## What you need to do
Taking the entries below from the top, restate each line exactly and end with the line containing "let provider = MockProvider::working();".

(Collected data)
——————

/*!
 * Tests for key allocation and reuse priority during reconciliation
 */

use anyhow::Result;
use std::sync::Arc;

use greyparrot::database::repository::translations;
use greyparrot::database::{NewEntry, Repository};
use greyparrot::providers::mock::MockProvider;
use greyparrot::reconcile::{KeyAllocator, LocalSheet, Reconciler, SheetService};

/// Test that a taken key and its first suffix push the candidate to `_2`
#[test]
fn test_keyAllocator_withGreetingAndGreeting1Taken_shouldResolveGreeting2() {
    let mut keys = KeyAllocator::new(vec!["greeting".to_string(), "greeting_1".to_string()]);
    assert_eq!(keys.allocate("greeting"), "greeting_2");
    assert_eq!(keys.allocate("greeting"), "greeting_3");
}

/// Test that same-sheet reuse wins over other-sheet reuse
#[tokio::test]
async fn test_reconcile_withSameAndOtherSheetSave_shouldReturnSaveAction() -> Result<()> {
    let repo = Repository::new_in_memory()?;
    repo.ensure_sheet("app", "app", &["en".to_string()]).await?;
    repo.ensure_sheet("shop", "shop", &["en".to_string()]).await?;
    repo.insert_entry(&NewEntry::new("app", "save_action", "Save", translations([("en", "Save")])))
        .await?;
    repo.insert_entry(&NewEntry::new("shop", "btn_save", "Save", translations([("en", "Save")])))
        .await?;

    let provider = MockProvider::working();
    let service = LocalSheet::new(repo.clone(), Arc::new(provider.clone()), vec!["en".to_string()]);
    let result = service.reconcile("app", &["Save".to_string()], "en").await?;

    assert!(result.success);
    assert_eq!(result.entries.len(), 1);
    assert_eq!(result.entries[0].key, "save_action");
    assert_eq!(provider.request_count(), 0);
    Ok(())
}

/// Test that other-sheet candidates and AI entries share one collision space
#[tokio::test]
async fn test_reconcile_withForeignAndGeneratedKeysColliding_shouldSuffixInOrder() -> Result<()> {
    let repo = Repository::new_in_memory()?;
    repo.ensure_sheet("app", "app", &["en".to_string()]).await?;
    repo.ensure_sheet("shop", "shop", &["en".to_string()]).await?;
    repo.insert_entry(&NewEntry::new("app", "ok", "Fine", translations([("en", "Fine")])))
        .await?;
    repo.insert_entry(&NewEntry::new("shop", "ok", "Okay", translations([("en", "Okay")])))
        .await?;

    let provider = MockProvider::working().with_custom_response(|_| {
        "entries:\n  - key: ok\n    translations:\n      en: OK\n".to_string()
    });
    let reconciler = Reconciler::new(repo.clone(), Arc::new(provider));

    let result = reconciler
        .reconcile(&["Okay".to_string(), "OK".to_string()], "en", "app")
        .await?;

    let keys: Vec<&str> = result.entries.iter().map(|e| e.key.as_str()).collect();
    assert_eq!(keys, vec!["ok_1", "ok_2"]);
    assert_eq!(repo.sheet_keys("app").await?.len(), 3);
    Ok(())
}

/// Test that a stub backend answer is used verbatim for new texts
#[tokio::test]
async fn test_reconcile_withStubBackendAnswer_shouldReturnItsKey() -> Result<()> {
    let repo = Repository::new_in_memory()?;
    let provider = MockProvider::working().with_custom_response(|_| {
        r#"{entries: [{key: "hello_world", translations: {en: "Hello world"}}]}"#.to_string()
    });
    let service = LocalSheet::new(repo, Arc::new(provider), vec!["en".to_string()]);

    let result = service
        .reconcile("demo", &["Hello world".to_string()], "en")
        .await?;

    assert!(result.success);
    assert_eq!(result.entries[0].key, "hello_world");
    assert_eq!(result.entries[0].translations["en"], "Hello world");
    Ok(())
}

/// Test that an empty backend answer fails the whole batch without persisting
#[tokio::test]
async fn test_reconcile_withEmptyBackendAnswer_shouldFailAtomically() -> Result<()> {
    let repo = Repository::new_in_memory()?;
    let service = LocalSheet::new(repo.clone(), Arc::new(MockProvider::empty()), vec![]);

    let result = service
        .reconcile("demo", &["One".to_string(), "Two".to_string()], "en")
        .await?;

    assert!(!result.success);
    assert!(result.into_entries().is_err());
    assert!(repo.list_entries("demo").await?.is_empty());
    Ok(())
}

——————

## Exercise response
/*!
 * Tests for key allocation and reuse priority during reconciliation
 */

use anyhow::Result;
use std::sync::Arc;

use greyparrot::database::repository::translations;
use greyparrot::database::{NewEntry, Repository};
use greyparrot::providers::mock::MockProvider;
use greyparrot::reconcile::{KeyAllocator, LocalSheet, Reconciler, SheetService};

/// Test that a taken key and its first suffix push the candidate to `_2`
#[test]
fn test_keyAllocator_withGreetingAndGreeting1Taken_shouldResolveGreeting2() {
    let mut keys = KeyAllocator::new(vec!["greeting".to_string(), "greeting_1".to_string()]);
    assert_eq!(keys.allocate("greeting"), "greeting_2");
    assert_eq!(keys.allocate("greeting"), "greeting_3");
}

/// Test that same-sheet reuse wins over other-sheet reuse
#[tokio::test]
async fn test_reconcile_withSameAndOtherSheetSave_shouldReturnSaveAction() -> Result<()> {
    let repo = Repository::new_in_memory()?;
    repo.ensure_sheet("app", "app", &["en".to_string()]).await?;
    repo.ensure_sheet("shop", "shop", &["en".to_string()]).await?;
    repo.insert_entry(&NewEntry::new("app", "save_action", "Save", translations([("en", "Save")])))
        .await?;
    repo.insert_entry(&NewEntry::new("shop", "btn_save", "Save", translations([("en", "Save")])))
        .await?;

    let provider = MockProvider::working();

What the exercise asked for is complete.